A path tracer is honest and slow: to get a clean pixel it casts hundreds of random light paths and averages them, fighting Monte-Carlo noise the whole way. But the geometry a pixel sees - where the ray landed, the surface normal, the albedo - is cheap, recoverable from a single primary ray, the same deferred G-buffer a rasteriser already produces for free. The expensive part is the light transport: bounces, shadows, sky, colour bleed. So here's the bet of this project: can a small neural network learn that light transport as a function of the cheap G-buffer - and can it run fast enough to matter? On the Crytek Sponza atrium, the answer turned out to be an ~11,000-parameter MLP that shades the scene with full global illumination at 64 FPS, running entirely on the GPU inside a Metal compute kernel.
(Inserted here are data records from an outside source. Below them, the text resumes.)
// Copyright 2025 Google LLC
//
// Licensed under the Apache License, Version 2.0 (the "License");
// you may not use this file except in compliance with the License.
// You may obtain a copy of the License at
//
//     https://www.apache.org/licenses/LICENSE-2.0
//
// Unless required by applicable law or agreed to in writing, software
// distributed under the License is distributed on an "AS IS" BASIS,
// WITHOUT WARRANTIES OR CONDITIONS OF ANY KIND, either express or implied.
// See the License for the specific language governing permissions and
// limitations under the License.

//! Common implements for exponential backoff.
//!
//! This module provides an implementation of truncated [exponential backoff]
//! with full jitter. It implements the [BackoffPolicy] trait.
//!
//! [BackoffPolicy]: crate::backoff_policy::BackoffPolicy
//! [exponential backoff]: https://en.wikipedia.org/wiki/Exponential_backoff

use crate::backoff_policy::BackoffPolicy;
use std::time::Duration;

/// The error type for exponential backoff creation.
#[derive(thiserror::Error, Debug)]
#[non_exhaustive]
pub enum Error {
    #[error("the scaling value ({0}) should be >= 1.0")]
    InvalidScalingFactor(f64),
    #[error("the initial delay ({0:?}) should be greater than zero")]
    InvalidInitialDelay(Duration),
    #[error(
        "the maximum delay ({maximum:?}) should be greater than or equal to the initial delay ({initial:?})"
    )]
    EmptyRange {
        maximum: Duration,
        initial: Duration,
    },
}

/// Implements truncated exponential backoff with jitter.
#[derive(Clone, Debug)]
pub struct ExponentialBackoffBuilder {
    initial_delay: Duration,
    maximum_delay: Duration,
    scaling: f64,
}

impl ExponentialBackoffBuilder {
    /// Creates a builder with the default parameters.
    ///
    /// # Example
    /// ```
    /// # use gcloud_gax::exponential_backoff::Error;
    /// # use gcloud_gax::exponential_backoff::ExponentialBackoffBuilder;
    /// use std::time::Duration;
    ///
    /// let policy = ExponentialBackoffBuilder::new()
    ///         .with_initial_delay(Duration::from_millis(100))
    ///         .with_maximum_delay(Duration::from_secs(5))
    ///         .with_scaling(4.0)
    ///         .build()?;
    /// # Ok::<(), Error>(())
    /// ```
    pub fn new() -> Self {
        Self {
            initial_delay: Duration::from_secs(1),
            maximum_delay: Duration::from_secs(60),
            scaling: 2.0,
        }
    }

    /// Change the initial delay.
    pub fn with_initial_delay<V: Into<Duration>>(mut self, v: V) -> Self {
        self.initial_delay = v.into();
        self
    }

    /// Change the maximum delay.
    pub fn with_maximum_delay<V: Into<Duration>>(mut self, v: V) -> Self {
        self.maximum_delay = v.into();
        self
    }

    /// Change the scaling factor in this backoff policy.
    pub fn with_scaling<V: Into<f64>>(mut self, v: V) -> Self {
        self.scaling = v.into();
        self
    }

    /// Creates a new exponential backoff policy.
    ///
    /// # Example
    /// ```
    /// # use gcloud_gax::exponential_backoff::Error;
    /// # use gcloud_gax::exponential_backoff::ExponentialBackoffBuilder;
    /// # use gcloud_gax::backoff_policy::BackoffPolicy;
    /// use std::time::Duration;
    /// let mut backoff = ExponentialBackoffBuilder::new()
    ///     .with_initial_delay(Duration::from_secs(5))
    ///     .with_maximum_delay(Duration::from_secs(50))
    ///     .with_scaling(2.0)
    ///     .build()?;
    /// let p = backoff.on_completion();
    /// assert!(p <= Duration::from_secs(5));
    /// let p = backoff.on_completion();
    /// assert!(p <= Duration::from_secs(10));
    /// # Ok::<(), Error>(())
    /// ```
    pub fn build(self) -> Result<ExponentialBackoff, Error> {
        if self.scaling.is_nan() || self.scaling < 1.0 {
            return Err(Error::InvalidScalingFactor(self.scaling));
        }
        if self.initial_delay.is_zero() {
            return Err(Error::InvalidInitialDelay(self.initial_delay));
        }
        if self.maximum_delay < self.initial_delay {
            return Err(Error::EmptyRange {
                maximum: self.maximum_delay,
                initial: self.initial_delay,
            });
        }
        Ok(ExponentialBackoff::with_parameters(
            self.initial_delay,
            self.maximum_delay,
            self.scaling,
        ))
    }

    /// Creates a new exponential backoff policy clamping the ranges towards
    /// recommended values.
    ///
    /// The maximum delay is clamped first, to be between one second and one day
    /// (both inclusive). The upper value is hardly useful, typically the retry
    /// policy would expire earlier than such a long backoff. The exceptions may
    /// tests and very long running operations.
    ///
    /// Then the initial delay is clamped to be between one millisecond and the
    /// maximum delay. One millisecond is rarely useful outside of tests, but it
    /// is unlikely to cause problems.
    ///
    /// Finally, the scaling factor is clamped to the `[1.0, 32.0]` range.
    /// Neither extreme is very useful, but neither are necessarily going to
    /// cause trouble.
    ///
    /// # Example
    /// ```
    /// # use gcloud_gax::*;
    /// # use gcloud_gax::exponential_backoff::ExponentialBackoffBuilder;
    /// # use gcloud_gax::backoff_policy::BackoffPolicy;
    /// use std::time::Duration;
    /// let mut backoff = ExponentialBackoffBuilder::new()
    ///     .with_initial_delay(Duration::ZERO)
    ///     .clamp();
    /// assert!(backoff.on_completion() <= Duration::from_millis(1));
    /// ```
    pub fn clamp(self) -> ExponentialBackoff {
        let scaling = if self.scaling.is_nan() {
            1.0
        } else {
            self.scaling.clamp(1.0, 32.0)
        };
        let maximum_delay = self
            .maximum_delay
            .clamp(Duration::from_secs(1), Duration::from_secs(24 * 60 * 60));
        let current_delay = self
            .initial_delay
            .clamp(Duration::from_millis(1), maximum_delay);
        ExponentialBackoff::with_parameters(current_delay, maximum_delay, scaling)
    }
}

impl Default for ExponentialBackoffBuilder {
    fn default() -> Self {
        Self::new()
    }
}

/// Implements truncated exponential backoff with full jitter.
///
/// Each call to [on_completion()][BackoffPolicy::on_completion] returns a
/// random delay in `[0, bound]`, and then multiplies the bound by the scaling
/// factor, up to the maximum delay. The bound starts at the initial delay, and
/// is reset by [clone_policy()][BackoffPolicy::clone_policy].
#[derive(Clone, Debug)]
pub struct ExponentialBackoff {
    initial_delay: Duration,
    maximum_delay: Duration,
    scaling: f64,
    current_delay: Duration,
}

impl ExponentialBackoff {
    fn with_parameters(initial_delay: Duration, maximum_delay: Duration, scaling: f64) -> Self {
        Self {
            initial_delay,
            maximum_delay,
            scaling,
            current_delay: initial_delay,
        }
    }

    fn advance(&mut self) {
        let ratio = self.maximum_delay.div_duration_f64(self.current_delay);
        self.current_delay = if self.scaling >= ratio {
            self.maximum_delay
        } else {
            // .mul_f64() cannot panic: scaling >= 1.0 and the product is
            // below the maximum delay.
            self.current_delay.mul_f64(self.scaling)
        };
    }

    fn delay_with_jitter(&mut self, rng: &mut impl rand::Rng) -> Duration {
        let bound = self.current_delay;
        self.advance();
        rng.random_range(Duration::ZERO..=bound)
    }
}

impl Default for ExponentialBackoff {
    fn default() -> Self {
        Self::with_parameters(Duration::from_secs(1), Duration::from_secs(60), 2.0)
    }
}

impl BackoffPolicy for ExponentialBackoff {
    fn on_completion(&mut self) -> Duration {
        self.delay_with_jitter(&mut rand::rng())
    }

    fn clone_policy(&self) -> Box<dyn BackoffPolicy> {
        Box::new(Self::with_parameters(
            self.initial_delay,
            self.maximum_delay,
            self.scaling,
        ))
    }
}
The bet: shading is the expensive part, so learn only the shading
Real-time rendering has spent two decades on a clean idea called deferred shading: rasterise the scene once into a "G-buffer" of per-pixel surface attributes - position, normal, material - then compute lighting as a screen-space pass over that buffer. The first stage is cheap and the lighting stage is where you spend your budget. Path tracing inverts the economics: there is no cheap stage, because every pixel pays for many stochastic bounces.
Neural rendering offers a third option. Keep the cheap deferred G-buffer - but replace the hand-written lighting pass with a network that has learned what the converged, globally-illuminated result looks like for this scene. The network never has to learn geometry (the G-buffer hands it that); it only has to learn the scene's light transport integral as a function of position, normal and albedo. That is a much smaller thing to learn, and - the part I cared about - it can be small enough to run in the render loop.
Ground truth first: a from-scratch Metal path tracer
You cannot train or honestly measure neural shading without a reference renderer, so the project started as a real hardware-accelerated path tracer written entirely on Apple Metal - GGX microfacet BRDFs, next-event estimation with multiple importance sampling, a full bidirectional integrator, all riding the M-series ray-tracing units through MTLAccelerationStructure. It renders Cornell, a PBR material showcase, and the textured 262k-triangle Sponza scene. Crucially, it does double duty as a data factory: it can export, for any camera, the per-pixel G-buffer alongside a high-sample converged image. "Held-out" throughout this post means camera views the network never saw during training - the only honest test of whether it learned the scene rather than memorised pixels.
Result 1 - a neural shader that runs inside the render loop
The realtime path is a deliberately tiny per-pixel MLP. For each shaded pixel it takes nine numbers - the shading normal, the textured albedo, and the scene-normalised hit position - lifts the position with a 4-band Fourier feature encoding (the same trick NeRF uses to let a small network represent high-frequency spatial detail) to 33 inputs, and runs them through 33 → 64 → 64 → 64 → 3 GELU layers to a log-radiance colour. That is about 11,000 parameters - small enough to print.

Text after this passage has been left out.